If a line in the data below holds the word "area", copy it.

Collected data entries
■ ■ ■

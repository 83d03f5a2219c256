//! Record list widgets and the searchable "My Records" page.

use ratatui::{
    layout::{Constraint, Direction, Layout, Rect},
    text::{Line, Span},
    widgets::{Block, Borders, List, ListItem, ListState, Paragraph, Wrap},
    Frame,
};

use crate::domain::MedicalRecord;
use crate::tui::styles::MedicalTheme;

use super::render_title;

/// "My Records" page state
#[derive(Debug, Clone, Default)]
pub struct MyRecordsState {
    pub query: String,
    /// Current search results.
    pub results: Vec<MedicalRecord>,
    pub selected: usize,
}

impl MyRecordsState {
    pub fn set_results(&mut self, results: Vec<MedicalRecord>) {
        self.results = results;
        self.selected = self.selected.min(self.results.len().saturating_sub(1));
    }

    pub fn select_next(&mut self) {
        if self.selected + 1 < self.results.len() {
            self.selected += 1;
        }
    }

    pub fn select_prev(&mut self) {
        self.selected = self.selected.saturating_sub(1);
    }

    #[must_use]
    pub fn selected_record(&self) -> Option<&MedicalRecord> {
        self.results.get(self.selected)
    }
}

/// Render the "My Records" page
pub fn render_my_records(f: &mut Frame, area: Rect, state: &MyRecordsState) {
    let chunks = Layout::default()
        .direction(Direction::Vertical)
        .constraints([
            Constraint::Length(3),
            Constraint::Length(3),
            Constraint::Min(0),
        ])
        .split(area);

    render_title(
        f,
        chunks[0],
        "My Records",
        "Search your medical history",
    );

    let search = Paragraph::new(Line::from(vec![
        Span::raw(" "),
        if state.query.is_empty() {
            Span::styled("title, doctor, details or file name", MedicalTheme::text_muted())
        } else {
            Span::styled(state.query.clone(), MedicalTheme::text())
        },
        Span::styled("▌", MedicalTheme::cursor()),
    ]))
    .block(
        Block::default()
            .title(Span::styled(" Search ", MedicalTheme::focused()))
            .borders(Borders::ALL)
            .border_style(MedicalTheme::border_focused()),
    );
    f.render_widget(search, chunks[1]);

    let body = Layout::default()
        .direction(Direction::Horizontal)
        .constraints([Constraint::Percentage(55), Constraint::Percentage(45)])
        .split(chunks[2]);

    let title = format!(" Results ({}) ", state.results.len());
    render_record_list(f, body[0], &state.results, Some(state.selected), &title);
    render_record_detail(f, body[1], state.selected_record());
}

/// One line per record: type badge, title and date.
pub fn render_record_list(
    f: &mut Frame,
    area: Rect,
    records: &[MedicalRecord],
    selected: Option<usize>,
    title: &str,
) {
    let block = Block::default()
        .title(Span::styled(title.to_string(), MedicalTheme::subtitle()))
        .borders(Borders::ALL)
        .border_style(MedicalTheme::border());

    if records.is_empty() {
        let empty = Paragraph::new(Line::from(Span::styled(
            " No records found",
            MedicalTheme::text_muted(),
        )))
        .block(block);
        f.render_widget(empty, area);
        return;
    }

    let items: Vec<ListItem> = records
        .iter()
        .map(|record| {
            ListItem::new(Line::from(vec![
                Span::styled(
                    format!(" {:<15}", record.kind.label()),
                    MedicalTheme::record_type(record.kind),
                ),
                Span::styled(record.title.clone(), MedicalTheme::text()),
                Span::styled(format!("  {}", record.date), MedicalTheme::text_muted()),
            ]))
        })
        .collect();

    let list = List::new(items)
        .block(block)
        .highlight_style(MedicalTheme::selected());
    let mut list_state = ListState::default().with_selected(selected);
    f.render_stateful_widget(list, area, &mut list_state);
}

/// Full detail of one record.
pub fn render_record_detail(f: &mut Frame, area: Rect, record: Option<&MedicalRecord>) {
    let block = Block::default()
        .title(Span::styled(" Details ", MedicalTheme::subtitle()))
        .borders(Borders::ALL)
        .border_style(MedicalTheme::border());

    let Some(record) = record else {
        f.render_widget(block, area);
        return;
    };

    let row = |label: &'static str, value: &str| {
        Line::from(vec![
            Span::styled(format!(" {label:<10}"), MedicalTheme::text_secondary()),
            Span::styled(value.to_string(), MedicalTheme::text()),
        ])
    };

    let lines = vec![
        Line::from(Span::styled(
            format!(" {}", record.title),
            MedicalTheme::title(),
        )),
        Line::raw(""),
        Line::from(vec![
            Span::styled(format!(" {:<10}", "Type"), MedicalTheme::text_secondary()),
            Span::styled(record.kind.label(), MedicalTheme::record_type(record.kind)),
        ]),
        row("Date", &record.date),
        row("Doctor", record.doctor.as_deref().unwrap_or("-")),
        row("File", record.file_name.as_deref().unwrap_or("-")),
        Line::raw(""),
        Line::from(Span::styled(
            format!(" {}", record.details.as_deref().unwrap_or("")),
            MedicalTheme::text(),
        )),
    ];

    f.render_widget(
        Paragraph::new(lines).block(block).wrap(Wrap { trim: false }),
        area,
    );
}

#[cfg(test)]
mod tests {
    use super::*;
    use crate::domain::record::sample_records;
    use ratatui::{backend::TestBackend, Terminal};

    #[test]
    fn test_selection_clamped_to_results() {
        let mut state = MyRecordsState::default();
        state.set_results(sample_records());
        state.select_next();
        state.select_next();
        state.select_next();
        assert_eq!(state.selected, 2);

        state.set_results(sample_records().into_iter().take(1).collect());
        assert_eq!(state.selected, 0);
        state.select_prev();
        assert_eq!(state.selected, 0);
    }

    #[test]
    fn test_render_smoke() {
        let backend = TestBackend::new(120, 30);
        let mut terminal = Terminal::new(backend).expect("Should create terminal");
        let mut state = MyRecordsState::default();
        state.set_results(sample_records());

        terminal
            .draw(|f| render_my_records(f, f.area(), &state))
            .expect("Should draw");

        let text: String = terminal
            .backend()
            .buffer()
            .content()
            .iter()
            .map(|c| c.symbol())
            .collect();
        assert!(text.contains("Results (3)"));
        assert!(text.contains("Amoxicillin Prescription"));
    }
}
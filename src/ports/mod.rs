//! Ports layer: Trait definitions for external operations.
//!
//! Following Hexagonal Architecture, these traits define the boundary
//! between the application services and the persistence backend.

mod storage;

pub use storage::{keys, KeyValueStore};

■ ■ ■

Response for this exercise:
pub fn render_my_records(f: &mut Frame, area: Rect, state: &MyRecordsState) {
        .split(area);
    area: Rect,
        f.render_widget(empty, area);
    f.render_stateful_widget(list, area, &mut list_state);
pub fn render_record_detail(f: &mut Frame, area: Rect, record: Option<&MedicalRecord>) {
        f.render_widget(block, area);
        area,
            .draw(|f| render_my_records(f, f.area(), &state))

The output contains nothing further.